AIDS 2012 Conference

People with disabilities have a vital role to play in the global fight against HIV/AIDS but to beat this dread disease requires sustained financial, political and scientific commitment. This was the lasting impression of the 24,000 participants who attended the recent AIDS 2012 Conference in Washington D.C.

The QuadPara Association of South Africa (QASA) joined organisations and individuals from 183 countries to strategize how the tide could be turned on the HIV epidemic. QASA's message was that the inclusion of people with disabilities was a pre-condition for further success. Under the theme Turning the Tide Together delegates learned that a vaccine or cure was still crucial, but that lives could only be saved when all relevant role players were included.

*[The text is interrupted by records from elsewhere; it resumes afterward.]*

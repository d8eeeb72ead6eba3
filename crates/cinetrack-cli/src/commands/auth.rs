use crate::commands::prompts::{confirm_destructive, prompt_new_password, prompt_password, value_or_prompt};
use crate::commands::ui::{header, new_table, with_spinner};
use crate::context::AppContext;
use crate::output::Output;
use crate::AuthCommands;
use cinetrack_core::{validate_password, AuthGateway};
use cinetrack_models::UserProfile;
use color_eyre::eyre::eyre;
use color_eyre::Result;
use comfy_table::Cell;
use serde_json::json;

pub async fn run_auth(cmd: AuthCommands, ctx: &AppContext, output: &Output) -> Result<()> {
    match cmd {
        AuthCommands::Whoami => whoami(ctx, output).await?,
        AuthCommands::Signup { email, name } => {
            let mut gateway = ctx.auth_gateway()?;
            let email = value_or_prompt(email, "Email")?;
            let password = prompt_new_password("Password")?;
            let check = validate_password(&password);
            if !check.is_acceptable() {
                return Err(eyre!("Password is too weak, it needs {}", check.missing().join(", ")));
            }
            let session = with_spinner(output, "Creating account...", gateway.sign_up(&email, &password, name.as_deref())).await?;
            output.success(format!("Signed up as {}", session.email()));
            output.data(&session.profile);
        }
        AuthCommands::Login { email } => {
            let mut gateway = ctx.auth_gateway()?;
            let email = value_or_prompt(email, "Email")?;
            let password = prompt_password("Password")?;
            let session = with_spinner(output, "Signing in...", gateway.sign_in(&email, &password)).await?;
            output.success(format!("Signed in as {}", session.email()));
            output.data(&session.profile);
        }
        AuthCommands::Logout => {
            let mut gateway = ctx.auth_gateway()?;
            if !gateway.is_signed_in() {
                output.info("Not signed in");
                return Ok(());
            }
            gateway.sign_out().await?;
            output.success("Signed out");
        }
        AuthCommands::Profile { name, photo_url } => {
            let mut gateway = ctx.auth_gateway()?;
            if name.is_none() && photo_url.is_none() {
                return Err(eyre!("Nothing to update. Pass --name and/or --photo-url"));
            }
            require_session(&mut gateway).await?;
            let session = gateway.update_profile(name.as_deref(), photo_url.as_deref()).await?;
            output.success("Profile updated");
            output.data(&session.profile);
        }
        AuthCommands::Password => {
            let mut gateway = ctx.auth_gateway()?;
            require_session(&mut gateway).await?;
            let password = prompt_new_password("New password")?;
            gateway.update_password(&password).await?;
            output.success("Password changed");
        }
        AuthCommands::DeleteAccount { yes } => {
            let mut gateway = ctx.auth_gateway()?;
            require_session(&mut gateway).await?;
            let email = gateway
                .current_user()
                .map(|u| u.email.clone())
                .unwrap_or_default();
            if !confirm_destructive(&format!("Permanently delete the account {}?", email), yes)? {
                output.info("Cancelled");
                return Ok(());
            }
            gateway.delete_account().await?;
            output.success(format!("Deleted account {}", email));
        }
    }

    Ok(())
}

/// Make sure a usable session exists before an account operation
async fn require_session(gateway: &mut AuthGateway) -> Result<()> {
    match gateway.ensure_fresh().await? {
        Some(_) => Ok(()),
        None => Err(eyre!("Not signed in. Run 'cinetrack auth login' first")),
    }
}

async fn whoami(ctx: &AppContext, output: &Output) -> Result<()> {
    if ctx.firebase().is_none() {
        let profile = UserProfile {
            uid: ctx.config.local.uid.clone(),
            email: ctx.config.local.email.clone(),
            display_name: None,
            photo_url: None,
        };
        output.info(format!("Offline mode, using the local profile '{}'", profile.uid));
        print_profile(&profile, "local", output);
        return Ok(());
    }

    let mut gateway = ctx.auth_gateway()?;
    let provider = gateway.provider_name().to_string();
    match gateway.ensure_fresh().await? {
        Some(session) => print_profile(&session.profile, &provider, output),
        None => {
            output.info("Not signed in");
            output.data(&json!({ "signedIn": false }));
        }
    }
    Ok(())
}

fn print_profile(profile: &UserProfile, provider: &str, output: &Output) {
    let mut table = new_table();
    table.set_header(header(&["Field", "Value"]));
    table.add_row(vec![Cell::new("UID"), Cell::new(&profile.uid)]);
    table.add_row(vec![Cell::new("Email"), Cell::new(&profile.email)]);
    if let Some(name) = &profile.display_name {
        table.add_row(vec![Cell::new("Name"), Cell::new(name)]);
    }
    if let Some(photo) = &profile.photo_url {
        table.add_row(vec![Cell::new("Photo"), Cell::new(photo)]);
    }
    table.add_row(vec![Cell::new("Provider"), Cell::new(provider)]);
    output.block(table);
    output.data(&json!({ "signedIn": true, "provider": provider, "profile": profile }));
}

During the weeklong conference latest scientific developments and strategies to find a cure were shared. QASA offered valuable support in the Global Village, where the conference activities were centred. This initiative galvanised the efforts of people with disabilities, youth, AIDS activists and young scientists who will all play an important role in the future fight against AIDS.

Another clear messages of the conference was that Disabled People's Organisations (DPOs) should continue to invest in prevention at grassroots level, while working to restore a future of hope and health in their own constituencies. QASA's Rolling Positive response to HIV is a prime example of this. It involves a high degree of partnership between government, DPOs and civil society sharing a commitment to care for and support people infected and affected by HIV/AIDS and to ending the HIV epidemic.

AIDS 2012 united attendees around the goal of eradicating AIDS even as we move toward our South African goal of zero new HIV infections, zero discrimination and zero AIDS-related deaths.